Who me? More than just berried. I am expecting to hit F2 by December.



Jiang604 said:


> It s an indication of quality. The difference between S and S+ grade is fullness. S grade is more cracked or faded white in comparison to S+. The pink shows that the shrimps are not pure line. Pure lines are extremely expensive. Just a SS grade Hinomaru no entry is worth over 300USD


I don't know, that's what puzzled me. I am kind of confuse because I am getting so many different type of baby shrimps.
Do you know where is the source of your CRS? Did you get them from Silane?
I know that he was crossing his CRS with the pure yellow to get some pure white. Don't know what happened to that.
I know that many of the best breeders are going after patterns and deep red and deep white colours, BKK etc... But I have yet to see a pure white. Not even from Hisayasu Suzuki (the guy who started all this) or his dissiples (ASSA). And none in Taiwan either. I do, however, see quite a few pure yellow though.
Anyway, the reason I am asking this is because I am shock to find "some" (not just one) pure white shrimplettes. I did cross your shrimp with some of my own. But I am far from the pure white, if ever. But unfortunately, the colour is not of a strong white. It's that pale - pink white. That's why I am wondering if it's the water or genetics or where they the decendants of the yellow cross from Silane. Anyway, these tiny guys are only around 2 weeks old. There's a very slim chance that they will live to adult.
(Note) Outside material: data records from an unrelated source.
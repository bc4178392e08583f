use std::borrow::Cow;
use std::future::Future;
use std::sync::Arc;

use bytes::Bytes;

use hashbrown::HashMap;

use tracing::debug;

use url::Url;

use crate::auth::Credential;
use crate::config::RegistryConfig;
use crate::error::{Error, ErrorKind, Result};

/// `REST` method of a request.
#[derive(Debug, Clone, Copy, PartialEq, Eq, Hash)]
pub enum RestKind {
    /// `GET` method.
    Get,
    /// `PUT` method.
    Put,
    /// `POST` method.
    Post,
    /// `DELETE` method.
    Delete,
}

impl std::fmt::Display for RestKind {
    fn fmt(&self, f: &mut std::fmt::Formatter<'_>) -> std::fmt::Result {
        match self {
            Self::Get => "GET",
            Self::Put => "PUT",
            Self::Post => "POST",
            Self::Delete => "DELETE",
        }
        .fmt(f)
    }
}

/// A transport-agnostic registry request.
///
/// The path is kept as a list of segments, each one is percent-encoded by
/// the transport.
#[derive(Debug, Clone, PartialEq, Eq)]
pub struct HttpRequest {
    kind: RestKind,
    segments: Vec<String>,
    query: Vec<(String, String)>,
    headers: Vec<(String, String)>,
    body: Option<String>,
}

impl HttpRequest {
    /// Creates an [`HttpRequest`].
    #[must_use]
    pub fn new<I, P>(kind: RestKind, segments: I) -> Self
    where
        I: IntoIterator<Item = P>,
        P: Into<String>,
    {
        Self {
            kind,
            segments: segments.into_iter().map(Into::into).collect(),
            query: Vec::new(),
            headers: Vec::new(),
            body: None,
        }
    }

    /// Adds a query parameter.
    #[must_use]
    pub fn query(mut self, key: impl Into<String>, value: impl Into<String>) -> Self {
        self.query.push((key.into(), value.into()));
        self
    }

    /// Adds a header.
    #[must_use]
    pub fn header(mut self, name: impl Into<String>, value: impl Into<String>) -> Self {
        self.headers.push((name.into(), value.into()));
        self
    }

    /// Sets the body.
    #[must_use]
    pub fn body(mut self, body: impl Into<String>) -> Self {
        self.body = Some(body.into());
        self
    }

    /// Returns the [`RestKind`].
    #[must_use]
    pub const fn kind(&self) -> RestKind {
        self.kind
    }

    /// Returns the path segments.
    #[must_use]
    pub fn segments(&self) -> &[String] {
        &self.segments
    }

    /// Returns the path, with segments joined but not encoded.
    #[must_use]
    pub fn path(&self) -> String {
        format!("/{}", self.segments.join("/"))
    }

    /// Returns the query parameters.
    #[must_use]
    pub fn query_pairs(&self) -> &[(String, String)] {
        &self.query
    }

    /// Returns the value of a query parameter.
    #[must_use]
    pub fn query_value(&self, key: &str) -> Option<&str> {
        self.query
            .iter()
            .find_map(|(k, v)| (k == key).then_some(v.as_str()))
    }

    /// Returns the headers.
    #[must_use]
    pub fn headers(&self) -> &[(String, String)] {
        &self.headers
    }

    /// Returns the value of a header, ignoring the name case.
    #[must_use]
    pub fn header_value(&self, name: &str) -> Option<&str> {
        self.headers
            .iter()
            .find_map(|(k, v)| k.eq_ignore_ascii_case(name).then_some(v.as_str()))
    }

    /// Returns the body.
    ///
    /// If [`None`], the request has no body.
    #[must_use]
    pub fn body_value(&self) -> Option<&str> {
        self.body.as_deref()
    }
}

/// A transport-agnostic registry response.
#[derive(Debug, Clone, PartialEq, Eq)]
pub struct HttpResponse {
    status: u16,
    headers: HashMap<String, String>,
    body: Bytes,
}

impl HttpResponse {
    /// Creates an [`HttpResponse`].
    #[must_use]
    pub fn new(status: u16, body: impl Into<Bytes>) -> Self {
        Self {
            status,
            headers: HashMap::new(),
            body: body.into(),
        }
    }

    /// Adds a header. Header names are stored in lowercase.
    #[must_use]
    pub fn with_header(mut self, name: &str, value: impl Into<String>) -> Self {
        self.headers.insert(name.to_ascii_lowercase(), value.into());
        self
    }

    /// Returns the status.
    #[must_use]
    pub const fn status(&self) -> u16 {
        self.status
    }

    /// Returns the value of a header, ignoring the name case.
    #[must_use]
    pub fn header(&self, name: &str) -> Option<&str> {
        self.headers
            .get(name.to_ascii_lowercase().as_str())
            .map(String::as_str)
    }

    /// Returns the raw body.
    #[must_use]
    pub const fn body(&self) -> &Bytes {
        &self.body
    }

    /// Returns the body as text, replacing invalid `UTF-8` sequences.
    #[must_use]
    pub fn text(&self) -> Cow<'_, str> {
        String::from_utf8_lossy(&self.body)
    }
}

/// The seam between registry operations and the network.
///
/// A transport only moves requests and responses: status validation and
/// error classification are performed by the registry client.
pub trait HttpTransport: Send + Sync {
    /// Sends a request and returns the response, whatever its status.
    ///
    /// # Errors
    ///
    /// The service cannot be reached or it does not answer in time.
    fn send(&self, request: HttpRequest) -> impl Future<Output = Result<HttpResponse>> + Send;
}

/// An [`HttpTransport`] backed by a connection-pooled [`reqwest::Client`].
#[derive(Clone)]
pub struct ReqwestTransport {
    client: reqwest::Client,
    base_url: Url,
    credential: Arc<dyn Credential>,
}

impl std::fmt::Debug for ReqwestTransport {
    fn fmt(&self, f: &mut std::fmt::Formatter<'_>) -> std::fmt::Result {
        f.debug_struct("ReqwestTransport")
            .field("base_url", &self.base_url.as_str())
            .finish_non_exhaustive()
    }
}

impl ReqwestTransport {
    /// Creates a [`ReqwestTransport`].
    ///
    /// # Errors
    ///
    /// The base address is not valid or the client cannot be built.
    pub fn new(config: &RegistryConfig, credential: impl Credential) -> Result<Self> {
        let base_url = Url::parse(&config.base_url()).map_err(|e| {
            Error::new(
                ErrorKind::ArgumentInvalid,
                format!("Invalid registry address `{}`: {e}", config.base_url()),
            )
        })?;

        let client = reqwest::Client::builder()
            .timeout(config.timeout)
            .user_agent(config.user_agent.as_ref())
            .build()?;

        Ok(Self {
            client,
            base_url,
            credential: Arc::new(credential),
        })
    }

    fn url(&self, request: &HttpRequest) -> Result<Url> {
        let mut url = self.base_url.clone();
        url.path_segments_mut()
            .map_err(|()| {
                Error::new(
                    ErrorKind::ArgumentInvalid,
                    format!("`{}` cannot be a base address", self.base_url),
                )
            })?
            .pop_if_empty()
            .extend(&request.segments);

        if !request.query.is_empty() {
            url.query_pairs_mut().extend_pairs(&request.query);
        }

        Ok(url)
    }
}

impl HttpTransport for ReqwestTransport {
    async fn send(&self, request: HttpRequest) -> Result<HttpResponse> {
        let url = self.url(&request)?;
        debug!("{} {url}", request.kind);

        let method = match request.kind {
            RestKind::Get => reqwest::Method::GET,
            RestKind::Put => reqwest::Method::PUT,
            RestKind::Post => reqwest::Method::POST,
            RestKind::Delete => reqwest::Method::DELETE,
        };

        let mut builder = self
            .client
            .request(method, url)
            .header("Authorization", self.credential.authorization()?);
        for (name, value) in &request.headers {
            builder = builder.header(name.as_str(), value.as_str());
        }
        if let Some(body) = request.body {
            builder = builder.body(body);
        }

        let response = builder.send().await?;

        let status = response.status().as_u16();
        let headers = response
            .headers()
            .iter()
            .filter_map(|(name, value)| {
                value
                    .to_str()
                    .ok()
                    .map(|value| (name.as_str().to_string(), value.to_string()))
            })
            .collect();
        let body = response.bytes().await?;

        debug!("Response status {status}");

        Ok(HttpResponse {
            status,
            headers,
            body,
        })
    }
}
*Never pay again for live sex! | Hot girls doing naughty stuff for free! | Chat for free!*


----------



## Zebrapl3co (Mar 29, 2006)

Maybe, I'll try to take some pictures. I did make a 75% water change 2 days ago to clear out the black water so I can see better. Not sure if they survive that though. That stunt will kill off quite a few baby shrimps. We'll see tonight ...

*Never pay again for live sex! | Hot girls doing naughty stuff for free! | Chat for free!*


----------



## Ebi-Ken (Jul 9, 2010)

Zebrapl3co said:


> I don't know, that's what puzzled me. I am kind of confuse because I am getting so many different type of baby shrimps.
> Do you know where is the source of your CRS? Did you get them from Silane?
> I know that he was crossing his CRS with the pure yellow to get some pure white. Don't know what happened to that.
> I know that many of the best breeders are going after patterns and deep red and deep white colours, BKK etc... But I have yet to see a pure white. Not even from Hisayasu Suzuki (the guy who started all this) or his dissiples (ASSA). And none in Taiwan either. I do, however, see quite a few pure yellow though.
> Anyway, the reason I am asking this is because I am shock to find "some" (not just one) pure white shrimplettes. I did cross your shrimp with some of my own. But I am far from the pure white, if ever. But unfortunately, the colour is not of a strong white. It's that pale - pink white. That's why I am wondering if it's the water or genetics or where they the decendants of the yellow cross from Silane. Anyway, these tiny guys are only around 2 weeks old. There's a very slim chance that they will live to adult.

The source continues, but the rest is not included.